What is expected ->
Start with the first line of the data and end with the line that holds "blank line, body."; write out each one exactly.

Items from a data source:
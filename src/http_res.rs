//! Data structures for modeling an HTTP response.
//!
//! A response accumulates a status, headers, a protocol version and a body, and is emitted as a raw
//! HTTP/1.x message: status line, headers, blank line, body.

use indexmap::IndexMap;
use log::{debug, trace};
use std::{error, fmt, io, str};

/// HTTP protocol version of a response.
#[derive(Debug, Clone, Copy, PartialEq, Eq, Default)]
pub enum HttpVersion {
    #[default]
    Http10,
    Http11,
}

impl fmt::Display for HttpVersion {
    #[cfg_attr(coverage, coverage(off))]
    fn fmt(&self, f: &mut fmt::Formatter<'_>) -> fmt::Result {
        match self {
            Self::Http10 => f.write_str("1.0"),
            Self::Http11 => f.write_str("1.1"),
        }
    }
}

#[derive(Debug, PartialEq)]
pub enum VersionParsingError {
    Unsupported(String),
}

impl fmt::Display for VersionParsingError {
    #[cfg_attr(coverage, coverage(off))]
    fn fmt(&self, f: &mut fmt::Formatter<'_>) -> fmt::Result {
        match self {
            Self::Unsupported(v) => write!(f, "unsupported HTTP version {:?}", v),
        }
    }
}

impl error::Error for VersionParsingError {}

impl str::FromStr for HttpVersion {
    type Err = VersionParsingError;

    /// Accepts `1.0` and `1.1`, with or without the `HTTP/` prefix.
    fn from_str(s: &str) -> Result<Self, Self::Err> {
        match s.strip_prefix("HTTP/").unwrap_or(s) {
            "1.0" => Ok(Self::Http10),
            "1.1" => Ok(Self::Http11),
            _ => Err(VersionParsingError::Unsupported(String::from(s))),
        }
    }
}

/// Canonical reason phrase of a status code, if the code is a known one.
pub fn get_reason_phrase(status_code: u16) -> Option<&'static str> {
    match status_code {
        200 => Some("OK"),
        201 => Some("Created"),
        202 => Some("Accepted"),
        203 => Some("Non-Authoritative"),
        204 => Some("No Content"),
        205 => Some("Reset Content"),
        206 => Some("Partial Content"),
        300 => Some("Multiple Choices"),
        301 => Some("Moved Permanently"),
        302 => Some("Found"),
        303 => Some("See Other"),
        304 => Some("Not Modified"),
        305 => Some("Use Proxy"),
        307 => Some("Temporary Redirect"),
        400 => Some("Bad Request"),
        401 => Some("Unauthorized"),
        402 => Some("Payment Required"),
        403 => Some("Forbidden"),
        404 => Some("Not Found"),
        405 => Some("Method Not Allowed"),
        406 => Some("Not Acceptable"),
        407 => Some("Proxy Authentication Required"),
        408 => Some("Request Time-out"),
        409 => Some("Conflict"),
        410 => Some("Gone"),
        411 => Some("Length Required"),
        412 => Some("Precondition Failed"),
        413 => Some("Request Entity Too Large"),
        414 => Some("Request-URI Too Long"),
        415 => Some("Unsupported Media Type"),
        416 => Some("Requested range unsatisfiable"),
        417 => Some("Expectation failed"),
        500 => Some("Internal Server Error"),
        501 => Some("Not Implemented"),
        502 => Some("Bad Gateway or Proxy Error"),
        503 => Some("Service Unavailable"),
        504 => Some("Gateway Time-out"),
        505 => Some("HTTP Version not supported"),
        _ => None,
    }
}

fn status_line(version: HttpVersion, status_code: u16, status_text: &str) -> String {
    format!("HTTP/{} {} {}", version, status_code, status_text)
}

/// Render a raw HTTP response. Headers are written as given, in map order.
pub fn render(
    version: HttpVersion,
    status_code: u16,
    status_text: &str,
    headers: &IndexMap<String, String>,
    body: &str,
) -> String {
    let mut res_string = String::new();
    res_string.push_str(&status_line(version, status_code, status_text));
    res_string.push_str("\r\n");

    headers
        .iter()
        .for_each(|(name, value)| res_string.push_str(&format!("{}: {}\r\n", name, value)));

    res_string.push_str("\r\n");
    res_string.push_str(body);
    res_string
}

////////////////////////////////////////////////////////////////////////////////////////////////////

/// An HTTP response.
#[derive(Debug, Clone, PartialEq)]
pub struct HttpRes {
    version: HttpVersion,
    status_code: u16,
    status_text: String,
    headers: IndexMap<String, String>,
    content: String,
}

impl Default for HttpRes {
    fn default() -> Self {
        Self::new()
    }
}

impl HttpRes {
    /// A `1.0 200 OK` response with no header and an empty body.
    pub fn new() -> Self {
        Self {
            version: HttpVersion::default(),
            status_code: 200,
            status_text: String::from(get_reason_phrase(200).unwrap_or_default()),
            headers: IndexMap::new(),
            content: String::new(),
        }
    }

    pub fn status_code(&self) -> u16 {
        self.status_code
    }

    pub fn status_text(&self) -> &str {
        &self.status_text
    }

    /// Set the status code, with its reason phrase from the status table (empty for unknown codes).
    pub fn set_status_code(&mut self, status_code: u16) -> &mut Self {
        self.set_status(
            status_code,
            get_reason_phrase(status_code).unwrap_or_default(),
        )
    }

    /// Set the status code along with a custom status text.
    pub fn set_status(&mut self, status_code: u16, status_text: &str) -> &mut Self {
        self.status_code = status_code;
        self.status_text = String::from(status_text);
        self
    }

    pub fn version(&self) -> HttpVersion {
        self.version
    }

    pub fn set_version(&mut self, version: HttpVersion) -> &mut Self {
        self.version = version;
        self
    }

    /// Set a header, replacing the value of an existing one in place.
    pub fn set_header(&mut self, name: impl Into<String>, value: impl Into<String>) -> &mut Self {
        self.headers.insert(name.into(), value.into());
        self
    }

    /// Replace all the headers.
    pub fn set_headers<I, K, V>(&mut self, headers: I) -> &mut Self
    where
        I: IntoIterator<Item = (K, V)>,
        K: Into<String>,
        V: Into<String>,
    {
        self.headers = headers
            .into_iter()
            .map(|(k, v)| (k.into(), v.into()))
            .collect();
        self
    }

    /// Value of a header. A header set to an empty value reads as absent.
    pub fn header(&self, name: &str) -> Option<&str> {
        self.headers
            .get(name)
            .map(String::as_str)
            .filter(|v| !v.is_empty())
    }

    pub fn headers(&self) -> &IndexMap<String, String> {
        &self.headers
    }

    pub fn set_content(&mut self, content: impl Into<String>) -> &mut Self {
        self.content = content.into();
        self
    }

    pub fn content(&self) -> &str {
        &self.content
    }

    pub fn status_line(&self) -> String {
        status_line(self.version, self.status_code, &self.status_text)
    }

    pub fn to_bytes(&self) -> Vec<u8> {
        self.to_string().into_bytes()
    }

    /// Write the status line, the headers and the blank line ending them.
    pub fn send_headers<W: io::Write>(&self, sink: &mut W) -> io::Result<()> {
        let status_line = self.status_line();
        debug!("Sending response: {}", status_line);
        write!(sink, "{}\r\n", status_line)?;
        for (name, value) in &self.headers {
            trace!("Sending header {}: {}", name, value);
            write!(sink, "{}: {}\r\n", name, value)?;
        }
        sink.write_all(b"\r\n")
    }

    pub fn send_content<W: io::Write>(&self, sink: &mut W) -> io::Result<()> {
        sink.write_all(self.content.as_bytes())
    }

    /// Write the whole response. Flushing the sink is up to the caller.
    pub fn send<W: io::Write>(&self, sink: &mut W) -> io::Result<()> {
        self.send_headers(sink)?;
        self.send_content(sink)
    }
}

impl fmt::Display for HttpRes {
    fn fmt(&self, f: &mut fmt::Formatter<'_>) -> fmt::Result {
        f.write_str(&render(
            self.version,
            self.status_code,
            &self.status_text,
            &self.headers,
            &self.content,
        ))
    }
}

Exercise solution ->
filename src/http_res.rs
//! Data structures for modeling an HTTP response.
//!
//! A response accumulates a status, headers, a protocol version and a body, and is emitted as a raw
//! HTTP/1.x message: status line, headers, blank line, body.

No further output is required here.